» **Exercise objective**
Locate the line bearing "tokens that carry" in the material below, then reproduce it and each following line up to and including the line bearing "chain id registry.".

» **Data to process**
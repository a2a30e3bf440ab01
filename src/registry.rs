//! Slug → tool-surface resolution with a TTL cache and change listeners.
//!
//! Reads are lock-free snapshots out of a concurrent map; refreshes and TTL
//! expiry go through this registry only. Listeners are notified exactly once
//! per refresh, in registration order, from a snapshot taken before
//! dispatch so removal during dispatch cannot skip anyone.

use dashmap::DashMap;
use std::sync::Arc;
use std::sync::atomic::{AtomicU64, Ordering};
use std::time::Duration;

use crate::error::GatewayError;
use crate::store::catalog::McpServerRecord;
use crate::store::{ApiProxy, Db, WorkflowTemplate};
use crate::workflow::model::{VariableDefinition, input_schema_object};

/// Cache TTL for materialized tool configs.
const TOOL_CACHE_TTL: Duration = Duration::from_secs(60);

/// A proxy-backed tool as exposed over MCP.
#[derive(Debug, Clone)]
pub struct ProxyTool {
    pub name: String,
    pub description: String,
    pub proxy: ApiProxy,
}

/// A workflow-backed tool as exposed over MCP.
#[derive(Debug, Clone)]
pub struct WorkflowTool {
    pub name: String,
    pub description: String,
    pub workflow: WorkflowTemplate,
}

impl ProxyTool {
    pub fn input_schema(&self) -> serde_json::Value {
        input_schema_object(&self.proxy.variables_schema)
    }

    pub fn variables(&self) -> &[VariableDefinition] {
        &self.proxy.variables_schema
    }
}

impl WorkflowTool {
    pub fn input_schema(&self) -> serde_json::Value {
        input_schema_object(&self.workflow.input_schema)
    }

    pub fn variables(&self) -> &[VariableDefinition] {
        &self.workflow.input_schema
    }
}

/// The materialized tool surface of one MCP server slug.
#[derive(Debug, Clone)]
pub struct ToolConfig {
    pub server: McpServerRecord,
    pub proxy_tools: Vec<ProxyTool>,
    pub workflow_tools: Vec<WorkflowTool>,
}

/// Default tool name: lowercased, runs of non-alphanumerics collapsed to
/// `_`, leading/trailing `_` trimmed.
pub fn derive_tool_name(raw: &str) -> String {
    let mut out = String::with_capacity(raw.len());
    let mut last_was_separator = false;
    for c in raw.to_lowercase().chars() {
        if c.is_ascii_alphanumeric() {
            out.push(c);
            last_was_separator = false;
        } else if !last_was_separator && !out.is_empty() {
            out.push('_');
            last_was_separator = true;
        }
    }
    while out.ends_with('_') {
        out.pop();
    }
    out
}

type Listener = Arc<dyn Fn(&str) + Send + Sync>;

/// Ordered listener registry, snapshot-dispatched.
#[derive(Default)]
pub struct ChangeListeners {
    entries: std::sync::Mutex<Vec<(u64, Listener)>>,
    next_id: AtomicU64,
}

impl ChangeListeners {
    pub fn subscribe(&self, listener: Listener) -> u64 {
        let id = self.next_id.fetch_add(1, Ordering::Relaxed);
        self.entries.lock().expect("listener lock").push((id, listener));
        id
    }

    pub fn unsubscribe(&self, id: u64) {
        self.entries
            .lock()
            .expect("listener lock")
            .retain(|(entry_id, _)| *entry_id != id);
    }

    pub fn notify(&self, slug: &str) {
        // Snapshot before dispatch: a listener that unsubscribes others
        // mid-dispatch must not cause skips.
        let snapshot: Vec<Listener> = self
            .entries
            .lock()
            .expect("listener lock")
            .iter()
            .map(|(_, listener)| listener.clone())
            .collect();
        for listener in snapshot {
            listener(slug);
        }
    }
}

struct CacheEntry {
    config: Arc<ToolConfig>,
    generation: u64,
}

/// Process-wide registry of slug → tool config.
pub struct ToolRegistry {
    db: Db,
    cache: DashMap<String, CacheEntry>,
    listeners: ChangeListeners,
    generation: AtomicU64,
    ttl: Duration,
}

impl ToolRegistry {
    pub fn new(db: Db) -> Arc<Self> {
        Arc::new(Self {
            db,
            cache: DashMap::new(),
            listeners: ChangeListeners::default(),
            generation: AtomicU64::new(0),
            ttl: TOOL_CACHE_TTL,
        })
    }

    /// Resolve the tool surface for a slug, or `None` when no MCP server
    /// uses it. Cached for the TTL; expiry is a single-shot timer.
    pub async fn load_tools_for_slug(
        self: &Arc<Self>,
        slug: &str,
    ) -> Result<Option<Arc<ToolConfig>>, GatewayError> {
        if let Some(entry) = self.cache.get(slug) {
            return Ok(Some(entry.config.clone()));
        }

        let Some(server) = self.db.get_mcp_server_by_slug(slug).await? else {
            return Ok(None);
        };

        let proxy_tools = self
            .db
            .list_proxy_tools(&server.id)
            .await?
            .into_iter()
            .map(|binding| {
                let name = binding
                    .tool_name
                    .clone()
                    .unwrap_or_else(|| derive_tool_name(&binding.proxy.name));
                let description = binding
                    .tool_description
                    .clone()
                    .unwrap_or_else(|| binding.proxy.name.clone());
                ProxyTool {
                    name,
                    description,
                    proxy: binding.proxy,
                }
            })
            .collect();

        let workflow_tools = self
            .db
            .list_workflow_tools(&server.id)
            .await?
            .into_iter()
            .map(|binding| {
                let name = binding
                    .tool_name
                    .clone()
                    .unwrap_or_else(|| derive_tool_name(&binding.workflow.name));
                let description = binding
                    .tool_description
                    .clone()
                    .or_else(|| binding.workflow.description.clone())
                    .unwrap_or_else(|| binding.workflow.name.clone());
                WorkflowTool {
                    name,
                    description,
                    workflow: binding.workflow,
                }
            })
            .collect();

        let config = Arc::new(ToolConfig {
            server,
            proxy_tools,
            workflow_tools,
        });

        let generation = self.generation.fetch_add(1, Ordering::Relaxed) + 1;
        self.cache.insert(
            slug.to_string(),
            CacheEntry {
                config: config.clone(),
                generation,
            },
        );

        let registry = Arc::downgrade(self);
        let slug_owned = slug.to_string();
        let ttl = self.ttl;
        tokio::spawn(async move {
            tokio::time::sleep(ttl).await;
            if let Some(registry) = registry.upgrade() {
                registry
                    .cache
                    .remove_if(&slug_owned, |_, entry| entry.generation == generation);
            }
        });

        Ok(Some(config))
    }

    /// Drop the cached surface for a slug and notify listeners exactly once.
    pub fn refresh_tools(&self, slug: &str) {
        self.cache.remove(slug);
        self.listeners.notify(slug);
    }

    pub fn subscribe(&self, listener: Listener) -> u64 {
        self.listeners.subscribe(listener)
    }

    pub fn unsubscribe(&self, id: u64) {
        self.listeners.unsubscribe(id)
    }
}

#[cfg(test)]
mod tests {
    use super::*;
    use std::sync::Mutex;

    #[test]
    fn tool_names_collapse_and_trim() {
        assert_eq!(derive_tool_name("Weather API"), "weather_api");
        assert_eq!(derive_tool_name("  CRO/USD price!! "), "cro_usd_price");
        assert_eq!(derive_tool_name("already_ok_1"), "already_ok_1");
        assert_eq!(derive_tool_name("___"), "");
    }

    #[test]
    fn listeners_fire_in_registration_order() {
        let listeners = ChangeListeners::default();
        let order = Arc::new(Mutex::new(Vec::new()));
        for tag in ["first", "second", "third"] {
            let order = order.clone();
            listeners.subscribe(Arc::new(move |_slug: &str| {
                order.lock().unwrap().push(tag);
            }));
        }
        listeners.notify("demo");
        assert_eq!(*order.lock().unwrap(), vec!["first", "second", "third"]);
    }

    #[test]
    fn notify_is_once_per_call() {
        let listeners = ChangeListeners::default();
        let count = Arc::new(Mutex::new(0));
        {
            let count = count.clone();
            listeners.subscribe(Arc::new(move |_slug: &str| {
                *count.lock().unwrap() += 1;
            }));
        }
        listeners.notify("demo");
        listeners.notify("demo");
        assert_eq!(*count.lock().unwrap(), 2);
    }

    #[test]
    fn removal_during_dispatch_does_not_skip_pending() {
        let listeners = Arc::new(ChangeListeners::default());
        let seen = Arc::new(Mutex::new(Vec::new()));

        let id_to_remove = {
            let seen = seen.clone();
            listeners.subscribe(Arc::new(move |_slug: &str| {
                seen.lock().unwrap().push("victim");
            }))
        };
        // Re-register in front order: first listener removes the later one.
        {
            let listeners_inner = listeners.clone();
            let seen = seen.clone();
            // Subscribed after `victim`, so it runs second; it removes a
            // listener registered after itself.
            listeners.subscribe(Arc::new(move |_slug: &str| {
                seen.lock().unwrap().push("remover");
                listeners_inner.unsubscribe(id_to_remove + 2);
            }));
        }
        {
            let seen = seen.clone();
            listeners.subscribe(Arc::new(move |_slug: &str| {
                seen.lock().unwrap().push("tail");
            }));
        }

        listeners.notify("demo");
        assert_eq!(*seen.lock().unwrap(), vec!["victim", "remover", "tail"]);
    }
}
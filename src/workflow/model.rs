//! Workflow definitions as stored in the template registry.
//!
//! A workflow is a linear list of steps over a shared context. Input typing
//! is data-driven: templates declare `VariableDefinition`s, and argument
//! validation is a function over those descriptors rather than a code type.

use serde::{Deserialize, Serialize};
use serde_json::{Map, Value, json};

use crate::types::{ADDRESS_REGEX, EvmAddress};

/// Primitive types a workflow (or proxy) input variable may declare.
#[derive(Debug, Clone, Copy, PartialEq, Eq, Serialize, Deserialize)]
#[serde(rename_all = "lowercase")]
pub enum VariableType {
    String,
    Number,
    Address,
    Uint256,
    Boolean,
    Array,
    Object,
}

/// One declared input of a workflow template or API proxy.
#[derive(Debug, Clone, Serialize, Deserialize)]
#[serde(rename_all = "camelCase")]
pub struct VariableDefinition {
    pub name: String,
    #[serde(rename = "type")]
    pub variable_type: VariableType,
    #[serde(default)]
    pub description: String,
    #[serde(default)]
    pub required: bool,
    #[serde(default, skip_serializing_if = "Option::is_none")]
    pub default: Option<Value>,
    #[serde(default, skip_serializing_if = "Option::is_none")]
    pub example: Option<Value>,
    #[serde(default, skip_serializing_if = "Option::is_none")]
    pub validation: Option<Value>,
}

impl VariableDefinition {
    /// Check a provided value against this descriptor.
    pub fn check(&self, value: &Value) -> Result<(), String> {
        let ok = match self.variable_type {
            VariableType::String => value.is_string(),
            VariableType::Number => value.is_number(),
            VariableType::Boolean => value.is_boolean(),
            VariableType::Array => value.is_array(),
            VariableType::Object => value.is_object(),
            VariableType::Address => value
                .as_str()
                .is_some_and(|s| ADDRESS_REGEX.is_match(s)),
            VariableType::Uint256 => match value {
                Value::String(s) => alloy_primitives::U256::from_str_radix(s, 10).is_ok(),
                Value::Number(n) => n.is_u64(),
                _ => false,
            },
        };
        if ok {
            Ok(())
        } else {
            Err(format!(
                "variable '{}' does not match declared type {:?}",
                self.name, self.variable_type
            ))
        }
    }

    fn json_schema_type(&self) -> Value {
        match self.variable_type {
            VariableType::String | VariableType::Address | VariableType::Uint256 => {
                json!("string")
            }
            VariableType::Number => json!("number"),
            VariableType::Boolean => json!("boolean"),
            VariableType::Array => json!("array"),
            VariableType::Object => json!("object"),
        }
    }
}

/// Render a descriptor list into the JSON Schema object MCP clients expect
/// in `tools/list`.
pub fn input_schema_object(definitions: &[VariableDefinition]) -> Value {
    let mut properties = Map::new();
    let mut required = Vec::new();
    for definition in definitions {
        let mut property = Map::new();
        property.insert("type".to_string(), definition.json_schema_type());
        if !definition.description.is_empty() {
            property.insert(
                "description".to_string(),
                json!(definition.description),
            );
        }
        if let Some(example) = &definition.example {
            property.insert("examples".to_string(), json!([example]));
        }
        properties.insert(definition.name.clone(), Value::Object(property));
        if definition.required {
            required.push(json!(definition.name));
        }
    }
    json!({
        "type": "object",
        "properties": properties,
        "required": required,
    })
}

/// Validate call arguments against descriptors, filling defaults for absent
/// optional variables.
pub fn validate_arguments(
    definitions: &[VariableDefinition],
    arguments: &Map<String, Value>,
) -> Result<Map<String, Value>, String> {
    let mut resolved = arguments.clone();
    for definition in definitions {
        match resolved.get(&definition.name) {
            Some(value) => definition.check(value)?,
            None => {
                if let Some(default) = &definition.default {
                    resolved.insert(definition.name.clone(), default.clone());
                } else if definition.required {
                    return Err(format!("missing required variable '{}'", definition.name));
                }
            }
        }
    }
    Ok(resolved)
}

/// HTTP step payload: a pay-gated proxy call or a direct URL call.
#[derive(Debug, Clone, Serialize, Deserialize)]
#[serde(rename_all = "camelCase")]
pub struct HttpStep {
    #[serde(default, skip_serializing_if = "Option::is_none")]
    pub proxy_id: Option<String>,
    #[serde(default, skip_serializing_if = "Option::is_none")]
    pub url: Option<String>,
    #[serde(default, skip_serializing_if = "Option::is_none")]
    pub method: Option<String>,
    #[serde(default)]
    pub body_mapping: Map<String, Value>,
    #[serde(default, skip_serializing_if = "Option::is_none")]
    pub query_mapping: Option<Map<String, Value>>,
    #[serde(default, skip_serializing_if = "Option::is_none")]
    pub headers_mapping: Option<Map<String, Value>>,
}

/// One on-chain call: either raw calldata or an ABI fragment with an
/// argument mapping. The target is a literal address or an expression.
#[derive(Debug, Clone, Serialize, Deserialize)]
#[serde(rename_all = "camelCase")]
pub struct OnchainOperation {
    #[serde(default, skip_serializing_if = "Option::is_none")]
    pub name: Option<String>,
    #[serde(default, skip_serializing_if = "Option::is_none")]
    pub target: Option<String>,
    #[serde(default, skip_serializing_if = "Option::is_none")]
    pub expr: Option<String>,
    #[serde(default, skip_serializing_if = "Option::is_none")]
    pub value: Option<String>,
    #[serde(default, skip_serializing_if = "Option::is_none")]
    pub calldata: Option<String>,
    #[serde(default, skip_serializing_if = "Option::is_none")]
    pub abi_fragment: Option<Value>,
    #[serde(default, skip_serializing_if = "Option::is_none")]
    pub args_mapping: Option<Map<String, Value>>,
}

#[derive(Debug, Clone, Serialize, Deserialize)]
#[serde(rename_all = "camelCase")]
pub struct OnchainBatch {
    pub operations: Vec<OnchainOperation>,
}

/// Step payloads, discriminated by `type` on the wire.
#[derive(Debug, Clone, Serialize, Deserialize)]
#[serde(tag = "type", rename_all = "snake_case")]
pub enum StepKind {
    Http { http: HttpStep },
    Onchain { onchain: OnchainOperation },
    OnchainBatch { onchain_batch: OnchainBatch },
}

/// One step of a workflow. `output_as` names the slot the step's output is
/// committed to in the run context.
#[derive(Debug, Clone, Serialize, Deserialize)]
#[serde(rename_all = "camelCase")]
pub struct Step {
    pub id: String,
    pub name: String,
    pub output_as: String,
    #[serde(flatten)]
    pub kind: StepKind,
}

/// A contract address a workflow may target dynamically, surfaced during
/// OAuth consent.
#[derive(Debug, Clone, Serialize, Deserialize)]
pub struct DynamicTarget {
    pub address: EvmAddress,
    #[serde(default, skip_serializing_if = "Option::is_none")]
    pub name: Option<String>,
    #[serde(default, skip_serializing_if = "Option::is_none")]
    pub description: Option<String>,
}

#[derive(Debug, Clone, Serialize, Deserialize)]
#[serde(rename_all = "camelCase")]
pub struct ScopeConfig {
    #[serde(default)]
    pub allowed_dynamic_targets: Vec<DynamicTarget>,
}

/// A stored workflow: steps, output projection, and optional dynamic-target
/// allowances.
#[derive(Debug, Clone, Serialize, Deserialize)]
#[serde(rename_all = "camelCase")]
pub struct WorkflowDefinition {
    pub steps: Vec<Step>,
    #[serde(default)]
    pub output_mapping: std::collections::BTreeMap<String, String>,
    #[serde(default, skip_serializing_if = "Option::is_none")]
    pub scope_config: Option<ScopeConfig>,
}

impl WorkflowDefinition {
    /// All literal on-chain targets plus declared dynamic targets, used to
    /// aggregate `workflowTargets` for the consent surface.
    pub fn declared_targets(&self) -> Vec<DynamicTarget> {
        let mut targets: Vec<DynamicTarget> = Vec::new();
        let mut push_unique = |target: DynamicTarget| {
            if !targets.iter().any(|t| t.address == target.address) {
                targets.push(target);
            }
        };
        for step in &self.steps {
            let operations: Vec<&OnchainOperation> = match &step.kind {
                StepKind::Onchain { onchain } => vec![onchain],
                StepKind::OnchainBatch { onchain_batch } => {
                    onchain_batch.operations.iter().collect()
                }
                StepKind::Http { .. } => continue,
            };
            for operation in operations {
                if let Some(raw) = &operation.target {
                    if let Ok(address) = raw.parse::<EvmAddress>() {
                        push_unique(DynamicTarget {
                            address,
                            name: operation.name.clone(),
                            description: None,
                        });
                    }
                }
            }
        }
        if let Some(scope_config) = &self.scope_config {
            for target in &scope_config.allowed_dynamic_targets {
                push_unique(target.clone());
            }
        }
        targets
    }
}

#[cfg(test)]
mod tests {
    use super::*;

    fn definition(name: &str, variable_type: VariableType, required: bool) -> VariableDefinition {
        VariableDefinition {
            name: name.to_string(),
            variable_type,
            description: String::new(),
            required,
            default: None,
            example: None,
            validation: None,
        }
    }

    #[test]
    fn step_wire_format_nests_payload_under_type_key() {
        let step: Step = serde_json::from_value(json!({
            "type": "http",
            "id": "step1",
            "name": "Fetch quote",
            "outputAs": "quote",
            "http": { "proxyId": "proxy_1", "bodyMapping": { "symbol": "$.input.symbol" } }
        }))
        .unwrap();
        assert_eq!(step.output_as, "quote");
        match &step.kind {
            StepKind::Http { http } => assert_eq!(http.proxy_id.as_deref(), Some("proxy_1")),
            other => panic!("expected http step, got {other:?}"),
        }
        let round = serde_json::to_value(&step).unwrap();
        assert_eq!(round["type"], "http");
        assert_eq!(round["http"]["proxyId"], "proxy_1");
    }

    #[test]
    fn batch_step_parses() {
        let step: Step = serde_json::from_value(json!({
            "type": "onchain_batch",
            "id": "step2",
            "name": "Approve and swap",
            "outputAs": "txOut",
            "onchain_batch": { "operations": [
                { "target": "0x1111111111111111111111111111111111111111", "calldata": "0x" },
                { "expr": "$.input.router", "abiFragment": {"name": "swap", "inputs": []}, "argsMapping": {} }
            ]}
        }))
        .unwrap();
        match step.kind {
            StepKind::OnchainBatch { onchain_batch } => {
                assert_eq!(onchain_batch.operations.len(), 2);
                assert_eq!(
                    onchain_batch.operations[1].expr.as_deref(),
                    Some("$.input.router")
                );
            }
            other => panic!("expected batch step, got {other:?}"),
        }
    }

    #[test]
    fn argument_validation_enforces_types_and_defaults() {
        let definitions = vec![
            definition("amount", VariableType::Uint256, true),
            definition("recipient", VariableType::Address, true),
            VariableDefinition {
                default: Some(json!("cronos")),
                ..definition("network", VariableType::String, false)
            },
        ];
        let mut arguments = Map::new();
        arguments.insert("amount".to_string(), json!("1000000"));
        arguments.insert(
            "recipient".to_string(),
            json!("0xf39fd6e51aad88f6f4ce6ab8827279cfffb92266"),
        );
        let resolved = validate_arguments(&definitions, &arguments).unwrap();
        assert_eq!(resolved["network"], json!("cronos"));

        arguments.insert("amount".to_string(), json!("1.5"));
        assert!(validate_arguments(&definitions, &arguments).is_err());

        arguments.remove("amount");
        assert!(validate_arguments(&definitions, &arguments).is_err());
    }

    #[test]
    fn input_schema_renders_required_list() {
        let definitions = vec![
            definition("symbol", VariableType::String, true),
            definition("limit", VariableType::Number, false),
        ];
        let schema = input_schema_object(&definitions);
        assert_eq!(schema["type"], "object");
        assert_eq!(schema["properties"]["symbol"]["type"], "string");
        assert_eq!(schema["required"], json!(["symbol"]));
    }

    #[test]
    fn declared_targets_dedupe_and_include_dynamic() {
        let workflow: WorkflowDefinition = serde_json::from_value(json!({
            "steps": [
                { "type": "onchain", "id": "a", "name": "approve", "outputAs": "t1",
                  "onchain": { "target": "0x1111111111111111111111111111111111111111", "calldata": "0x" } },
                { "type": "onchain", "id": "b", "name": "approve again", "outputAs": "t2",
                  "onchain": { "target": "0x1111111111111111111111111111111111111111", "calldata": "0x" } }
            ],
            "outputMapping": {},
            "scopeConfig": { "allowedDynamicTargets": [
                { "address": "0x2222222222222222222222222222222222222222", "name": "router" }
            ]}
        }))
        .unwrap();
        let targets = workflow.declared_targets();
        assert_eq!(targets.len(), 2);
    }
}
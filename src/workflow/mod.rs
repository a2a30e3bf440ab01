//! The workflow engine: data model, expression resolution, calldata
//! encoding, and the sequential interpreter.

pub mod abi;
pub mod engine;
pub mod expr;
pub mod model;

pub use engine::{WorkflowEngine, WorkflowError, WorkflowOutcome, WorkflowRunContext};
pub use model::{
    DynamicTarget, HttpStep, OnchainBatch, OnchainOperation, ScopeConfig, Step, StepKind,
    VariableDefinition, VariableType, WorkflowDefinition,
};
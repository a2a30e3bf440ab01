//! Agent-access gateway: a pay-per-call API and workflow runtime brokering
//! access between MCP clients and pay-gated HTTP APIs or on-chain
//! workflows, authorized through user-delegated session keys.
//!
//! # Overview
//!
//! Autonomous agents authenticate with OAuth 2.1 access tokens that carry
//! more than API access: each token is bound to a **session key**, a
//! short-lived keypair the user delegated on-chain (EIP-7702) with typed,
//! time-bounded scopes. Tool invocations either proxy pay-gated HTTP calls
//! (x402: `402` → signed EIP-3009 authorization → retry) or run multi-step
//! workflows that interleave HTTP with relayed on-chain executions.
//!
//! # Modules
//!
//! - [`auth`] — the opaque authenticated-user capability (HMAC cookie).
//! - [`config`] — environment-driven configuration.
//! - [`crypto`] — hybrid RSA-OAEP + AES-256-GCM encryption of stored secrets.
//! - [`error`] — error kinds and their HTTP mapping.
//! - [`gateway`] — the HTTP route surface.
//! - [`known`] — network name ↔ chain id registry.
//! - [`mcp`] — streamable-HTTP MCP sessions and tool dispatch.
//! - [`nonce`] — single-use TTL-bounded tokens (login, payment replay).
//! - [`oauth`] — discovery, registration, authorization, token, bearer.
//! - [`proxy`] — pay-gated outbound HTTP with `X-PAYMENT` retries.
//! - [`registry`] — slug → tool-surface cache with change notifications.
//! - [`scope`] — typed session scopes and on-chain flattening.
//! - [`sessions`] — session-key registry and signing HTTP surface.
//! - [`sign`] — EIP-712 builder, 149-byte envelope, signing service.
//! - [`store`] — SQL persistence.
//! - [`workflow`] — the step interpreter with JSONPath-style binding.

pub mod auth;
pub mod config;
pub mod crypto;
pub mod error;
pub mod gateway;
pub mod known;
pub mod mcp;
pub mod nonce;
pub mod oauth;
pub mod proxy;
pub mod registry;
pub mod scope;
pub mod sessions;
pub mod sig_down;
pub mod sign;
pub mod state;
pub mod store;
pub mod telemetry;
pub mod types;
pub mod workflow;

» **Solved problem**
//! Autonomous agents authenticate with OAuth 2.1 access tokens that carry
//! more than API access: each token is bound to a **session key**, a
//! short-lived keypair the user delegated on-chain (EIP-7702) with typed,
//! time-bounded scopes. Tool invocations either proxy pay-gated HTTP calls
//! (x402: `402` → signed EIP-3009 authorization → retry) or run multi-step
//! workflows that interleave HTTP with relayed on-chain executions.
//!
//! # Modules
//!
//! - [`auth`] — the opaque authenticated-user capability (HMAC cookie).
//! - [`config`] — environment-driven configuration.
//! - [`crypto`] — hybrid RSA-OAEP + AES-256-GCM encryption of stored secrets.
//! - [`error`] — error kinds and their HTTP mapping.
//! - [`gateway`] — the HTTP route surface.
//! - [`known`] — network name ↔ chain id registry.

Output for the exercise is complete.